Repository for Excel add-ins used for corpus annotation.
ValidateAnnotation.xla - uses a schema file to check for each column header (e.g. pos, word, sentence...):
- Cells in columns with headers "word", "pos" have exact same spans (word=pos)
- "pos" may only contain set values (values:pos(NOUN,VERB,null))
- A worksheet "meta" must contain annotation names in first column (require:meta(title,author,...))
- Span of "sentence" must include all rows of overlapping "word" cell (sentence>word)
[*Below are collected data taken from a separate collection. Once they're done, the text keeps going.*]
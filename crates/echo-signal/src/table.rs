// SPDX-License-Identifier: Apache-2.0
// © James Ross Ω FLYING•ROBOTS <https://github.com/flyingrobots>
//! Open-addressing hash table with linear probing and multi-value keys.
//!
//! Keys map to a raw `u64` through [`TableKey`]; raw `0` is reserved as the
//! empty marker and is rejected on insert. A key may be inserted more than
//! once: every insert lands in its own slot, and the copies are addressed by
//! an *occurrence* index in probe order ([`OpenAddressingHashTable::find_nth`]).
//! The spatial index relies on this to chain several buckets under one cell.
//!
//! Probe sequence: `(raw + attempt) mod capacity` for `attempt in 0..capacity`.
//! Capacities are prime. Removal leaves a tombstone in place (no compaction),
//! so lookups keep walking past vacated slots and stop at the first
//! never-used slot.

use thiserror::Error;
use tracing::warn;

/// Smallest capacity allocated on first insert.
const MIN_CAPACITY: usize = 7;

/// Maximum load (numerator over 10) before the table grows.
const MAX_LOAD_TENTHS: usize = 7;

/// Keys storable in an [`OpenAddressingHashTable`].
pub trait TableKey: Copy + Eq {
    /// Raw probe value. `0` is reserved and never stored.
    fn to_raw(self) -> u64;
}

impl TableKey for u64 {
    fn to_raw(self) -> u64 {
        self
    }
}

impl TableKey for u32 {
    fn to_raw(self) -> u64 {
        u64::from(self)
    }
}

impl TableKey for crate::ident::Handle {
    fn to_raw(self) -> u64 {
        self.raw()
    }
}

/// Errors surfaced by table inserts.
#[derive(Debug, Error, Clone, Copy, PartialEq, Eq)]
pub enum TableError {
    /// Key maps to the reserved raw value `0`.
    #[error("key 0 is reserved as the empty marker")]
    ReservedKey,
    /// Growth was refused by the configured limit and no vacant slot remains.
    #[error("hash table exhausted at capacity {capacity}")]
    CapacityExhausted {
        /// Capacity at the time of the failed insert.
        capacity: usize,
    },
}

#[derive(Debug, Clone)]
enum Slot<K, V> {
    /// Never used since the last clear/rehash; terminates lookups.
    Empty,
    /// Previously occupied; lookups continue past it, inserts may reuse it.
    Vacated,
    Occupied(K, V),
}

/// Fixed-slot hash table; see the module docs for probing and occurrence
/// semantics.
#[derive(Debug, Clone)]
pub struct OpenAddressingHashTable<K, V> {
    slots: Vec<Slot<K, V>>,
    len: usize,
    vacated: usize,
    limit: Option<usize>,
}

impl<K: TableKey, V> Default for OpenAddressingHashTable<K, V> {
    fn default() -> Self {
        Self::new()
    }
}

impl<K: TableKey, V> OpenAddressingHashTable<K, V> {
    /// Creates an empty table; storage is allocated on first insert.
    pub fn new() -> Self {
        Self {
            slots: Vec::new(),
            len: 0,
            vacated: 0,
            limit: None,
        }
    }

    /// Creates an empty table with room for at least `amount` slots.
    pub fn with_capacity(amount: usize) -> Self {
        let mut table = Self::new();
        table.reserve(amount);
        table
    }

    /// Caps growth: the table never rehashes to more than `limit` slots.
    ///
    /// Once the cap is reached, inserts keep filling vacant slots past the
    /// usual load threshold and fail with [`TableError::CapacityExhausted`]
    /// when none remain.
    pub fn with_limit(mut self, limit: usize) -> Self {
        self.limit = Some(limit);
        self
    }

    /// Number of stored values (occurrences included).
    pub fn len(&self) -> usize {
        self.len
    }

    /// `true` when no values are stored.
    pub fn is_empty(&self) -> bool {
        self.len == 0
    }

    /// Number of slots.
    pub fn capacity(&self) -> usize {
        self.slots.len()
    }

    /// Grows to the next prime `>= amount` slots if currently smaller.
    ///
    /// Requests beyond the configured limit are ignored.
    pub fn reserve(&mut self, amount: usize) {
        if amount <= self.capacity() {
            return;
        }
        let target = next_prime(amount.max(MIN_CAPACITY));
        if self.limit.is_some_and(|limit| target > limit) {
            return;
        }
        self.rehash(target);
    }

    /// Drops every value, keeping the allocated slots.
    pub fn clear(&mut self) {
        for slot in &mut self.slots {
            *slot = Slot::Empty;
        }
        self.len = 0;
        self.vacated = 0;
    }

    /// Stores `value` under `key` in the first vacant slot of its probe
    /// sequence.
    ///
    /// An existing key is not replaced; the value becomes an additional
    /// occurrence. Use [`Self::upsert`] for map semantics.
    ///
    /// # Errors
    /// [`TableError::ReservedKey`] for raw key `0`;
    /// [`TableError::CapacityExhausted`] when the table is full and may not grow.
    pub fn insert(&mut self, key: K, value: V) -> Result<(), TableError> {
        if key.to_raw() == 0 {
            return Err(TableError::ReservedKey);
        }
        self.grow_for_insert();
        let Some(idx) = self.probe_vacant(key) else {
            let capacity = self.capacity();
            warn!(capacity, limit = ?self.limit, "hash table exhausted");
            return Err(TableError::CapacityExhausted { capacity });
        };
        if matches!(self.slots[idx], Slot::Vacated) {
            self.vacated -= 1;
        }
        self.slots[idx] = Slot::Occupied(key, value);
        self.len += 1;
        Ok(())
    }

    /// Replaces occurrence 0 of `key` if present, otherwise inserts.
    /// Returns the replaced value.
    ///
    /// # Errors
    /// Same as [`Self::insert`].
    pub fn upsert(&mut self, key: K, value: V) -> Result<Option<V>, TableError> {
        if let Some(slot) = self.find_nth_mut(key, 0) {
            return Ok(Some(std::mem::replace(slot, value)));
        }
        self.insert(key, value).map(|()| None)
    }

    /// Returns occurrence 0 of `key`.
    pub fn find(&self, key: K) -> Option<&V> {
        self.find_nth(key, 0)
    }

    /// Mutable occurrence 0 of `key`.
    pub fn find_mut(&mut self, key: K) -> Option<&mut V> {
        self.find_nth_mut(key, 0)
    }

    /// Returns the `occurrence`-th value stored under `key`, in probe order.
    pub fn find_nth(&self, key: K, occurrence: usize) -> Option<&V> {
        let idx = self.find_index(key, occurrence)?;
        match &self.slots[idx] {
            Slot::Occupied(_, v) => Some(v),
            Slot::Empty | Slot::Vacated => None,
        }
    }

    /// Mutable `occurrence`-th value stored under `key`.
    pub fn find_nth_mut(&mut self, key: K, occurrence: usize) -> Option<&mut V> {
        let idx = self.find_index(key, occurrence)?;
        match &mut self.slots[idx] {
            Slot::Occupied(_, v) => Some(v),
            Slot::Empty | Slot::Vacated => None,
        }
    }

    /// `true` if at least one value is stored under `key`.
    pub fn exists(&self, key: K) -> bool {
        self.find_index(key, 0).is_some()
    }

    /// Number of values stored under `key`.
    pub fn occurrences(&self, key: K) -> usize {
        self.probe(key)
            .filter(|&idx| matches!(&self.slots[idx], Slot::Occupied(k, _) if *k == key))
            .count()
    }

    /// Vacates the first slot holding `key` and returns its value.
    ///
    /// Later occurrences shift down by one index; each must be removed
    /// individually.
    pub fn remove(&mut self, key: K) -> Option<V> {
        let idx = self.find_index(key, 0)?;
        let old = std::mem::replace(&mut self.slots[idx], Slot::Vacated);
        self.len -= 1;
        self.vacated += 1;
        match old {
            Slot::Occupied(_, v) => Some(v),
            Slot::Empty | Slot::Vacated => None,
        }
    }

    /// Iterates stored `(key, value)` pairs in slot order.
    pub fn iter(&self) -> impl Iterator<Item = (K, &V)> + '_ {
        self.slots.iter().filter_map(|slot| match slot {
            Slot::Occupied(k, v) => Some((*k, v)),
            Slot::Empty | Slot::Vacated => None,
        })
    }

    /// Slot indices along the probe sequence of `key`, stopping at the first
    /// never-used slot.
    fn probe(&self, key: K) -> impl Iterator<Item = usize> + '_ {
        let cap = self.capacity();
        let home = home_slot(key.to_raw(), cap);
        (0..cap)
            .map(move |attempt| (home + attempt) % cap)
            .take_while(|&idx| !matches!(self.slots[idx], Slot::Empty))
    }

    fn find_index(&self, key: K, occurrence: usize) -> Option<usize> {
        if key.to_raw() == 0 {
            return None;
        }
        self.probe(key)
            .filter(|&idx| matches!(&self.slots[idx], Slot::Occupied(k, _) if *k == key))
            .nth(occurrence)
    }

    fn probe_vacant(&self, key: K) -> Option<usize> {
        let cap = self.capacity();
        let home = home_slot(key.to_raw(), cap);
        (0..cap)
            .map(|attempt| (home + attempt) % cap)
            .find(|&idx| !matches!(self.slots[idx], Slot::Occupied(..)))
    }

    fn grow_for_insert(&mut self) {
        let cap = self.capacity();
        if cap > 0 && (self.len + self.vacated + 1) * 10 <= cap * MAX_LOAD_TENTHS {
            return;
        }
        // Mostly tombstones: purge at the current size instead of doubling.
        let wanted = if cap > 0 && self.vacated >= self.len {
            cap
        } else {
            next_prime((cap * 2).max(MIN_CAPACITY))
        };
        let target = match self.limit {
            Some(limit) if wanted > limit => {
                if cap == 0 {
                    limit
                } else if self.vacated > 0 {
                    cap
                } else {
                    // At the cap: keep filling past the load threshold.
                    return;
                }
            }
            _ => wanted,
        };
        self.rehash(target);
    }

    /// Moves every stored value into a fresh slot array of `new_cap` slots.
    ///
    /// The walk starts just past a never-used slot so each probe run is
    /// visited front to back; occurrences of one key therefore keep their
    /// relative order.
    fn rehash(&mut self, new_cap: usize) {
        let mut old = std::mem::take(&mut self.slots);
        if let Some(empty) = old.iter().position(|s| matches!(s, Slot::Empty)) {
            old.rotate_left(empty + 1);
        }
        self.slots = (0..new_cap).map(|_| Slot::Empty).collect();
        self.len = 0;
        self.vacated = 0;

        for slot in old {
            if let Slot::Occupied(k, v) = slot {
                if let Some(dst) = self.probe_vacant(k) {
                    self.slots[dst] = Slot::Occupied(k, v);
                    self.len += 1;
                }
            }
        }
    }
}

#[allow(clippy::cast_possible_truncation)]
fn home_slot(raw: u64, cap: usize) -> usize {
    if cap == 0 {
        return 0;
    }
    // The modulo result is below `cap`, so it always fits in usize.
    (raw % cap as u64) as usize
}

fn is_prime(n: usize) -> bool {
    if n < 2 {
        return false;
    }
    if n % 2 == 0 {
        return n == 2;
    }
    let mut d = 3;
    while d * d <= n {
        if n % d == 0 {
            return false;
        }
        d += 2;
    }
    true
}

/// Smallest prime `>= n`.
fn next_prime(n: usize) -> usize {
    let mut candidate = n.max(2);
    while !is_prime(candidate) {
        candidate += 1;
    }
    candidate
}

#[cfg(test)]
#[allow(clippy::unwrap_used, clippy::expect_used)]
mod tests {
    use super::*;

    #[test]
    fn next_prime_matches_known_values() {
        assert_eq!(next_prime(0), 2);
        assert_eq!(next_prime(7), 7);
        assert_eq!(next_prime(14), 17);
        assert_eq!(next_prime(1024), 1031);
    }

    #[test]
    fn zero_key_is_rejected() {
        let mut t: OpenAddressingHashTable<u64, u8> = OpenAddressingHashTable::new();
        assert_eq!(t.insert(0, 1), Err(TableError::ReservedKey));
        assert!(t.is_empty());
        assert!(t.find(0).is_none());
    }

    #[test]
    fn growth_keeps_load_under_seventy_percent() {
        let mut t: OpenAddressingHashTable<u64, u64> = OpenAddressingHashTable::new();
        for k in 1..=100u64 {
            t.insert(k, k * 10).unwrap();
            assert!(t.len() * 10 <= t.capacity() * MAX_LOAD_TENTHS);
            assert!(is_prime(t.capacity()));
        }
        assert!((1..=100u64).all(|k| t.find(k) == Some(&(k * 10))));
    }

    #[test]
    fn occurrences_are_addressed_in_insert_order() {
        let mut t: OpenAddressingHashTable<u64, &str> = OpenAddressingHashTable::new();
        t.insert(5, "a").unwrap();
        t.insert(12, "x").unwrap(); // 12 % 7 == 5: collides with key 5
        t.insert(5, "b").unwrap();
        t.insert(5, "c").unwrap();
        assert_eq!(t.occurrences(5), 3);
        assert_eq!(t.find_nth(5, 0), Some(&"a"));
        assert_eq!(t.find_nth(5, 1), Some(&"b"));
        assert_eq!(t.find_nth(5, 2), Some(&"c"));
        assert_eq!(t.find_nth(5, 3), None);
        assert_eq!(t.find(12), Some(&"x"));
    }

    #[test]
    fn occurrence_order_survives_rehash() {
        let mut t: OpenAddressingHashTable<u64, u32> = OpenAddressingHashTable::new();
        for i in 0..64u32 {
            t.insert(3, i).unwrap();
            t.insert(u64::from(i) + 100, i).unwrap();
        }
        assert!(t.capacity() > MIN_CAPACITY);
        for i in 0..64u32 {
            assert_eq!(t.find_nth(3, i as usize), Some(&i));
        }
    }

    #[test]
    fn remove_vacates_only_first_occurrence() {
        let mut t: OpenAddressingHashTable<u64, u8> = OpenAddressingHashTable::new();
        t.insert(9, 1).unwrap();
        t.insert(9, 2).unwrap();
        assert_eq!(t.remove(9), Some(1));
        assert!(t.exists(9));
        assert_eq!(t.find(9), Some(&2));
        assert_eq!(t.remove(9), Some(2));
        assert!(!t.exists(9));
        assert_eq!(t.remove(9), None);
    }

    #[test]
    fn lookups_walk_past_tombstones() {
        let mut t: OpenAddressingHashTable<u64, u8> = OpenAddressingHashTable::with_capacity(7);
        t.insert(1, 1).unwrap();
        t.insert(8, 8).unwrap(); // same home slot as 1
        t.remove(1);
        assert_eq!(t.find(8), Some(&8));
    }

    #[test]
    fn upsert_replaces_first_occurrence() {
        let mut t: OpenAddressingHashTable<u64, u8> = OpenAddressingHashTable::new();
        assert_eq!(t.upsert(4, 1).unwrap(), None);
        assert_eq!(t.upsert(4, 2).unwrap(), Some(1));
        assert_eq!(t.len(), 1);
        assert_eq!(t.find(4), Some(&2));
    }

    #[test]
    fn limit_surfaces_exhaustion() {
        let mut t: OpenAddressingHashTable<u64, u8> = OpenAddressingHashTable::new().with_limit(7);
        for k in 1..=7u64 {
            t.insert(k, 0).unwrap();
        }
        assert_eq!(t.capacity(), 7);
        assert_eq!(
            t.insert(99, 0).err(),
            Some(TableError::CapacityExhausted { capacity: 7 })
        );
        // Freeing a slot makes room again.
        t.remove(3);
        assert!(t.insert(99, 0).is_ok());
    }

    #[test]
    fn iter_skips_vacant_slots() {
        let mut t: OpenAddressingHashTable<u64, u8> = OpenAddressingHashTable::new();
        t.insert(1, 1).unwrap();
        t.insert(2, 2).unwrap();
        t.insert(3, 3).unwrap();
        t.remove(2);
        let mut keys: Vec<u64> = t.iter().map(|(k, _)| k).collect();
        keys.sort_unstable();
        assert_eq!(keys, vec![1, 3]);
    }
}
- You may also use either/or in headers like this: sent|sent_n>translation
- You can enfore cells in a column always being filled, e.g. to ensure the data is 'plated' with line annotations, via full:anno1,anno2,...
MiscAnno.xla - miscellaneous macros to facilitate annotation tasks
- Auto merge down - merge cells in selection with any empty cells under them
- Stretch into gap - stretches all cell to merge back into preceding cells if they are empty (useful if you insert a line to add a token and want to stretch all span annotations to cover the new tokens)
- Merge with content - merges selected cells and concatenates their contents into the new cell
- Delete line - programmatically delete the line that the cursor is own without marking it
- Insert line - programmatically insert a new line at the cursor position
- Fill zeros where cells in selection are empty (useful for sparse matrices in cross tabulation)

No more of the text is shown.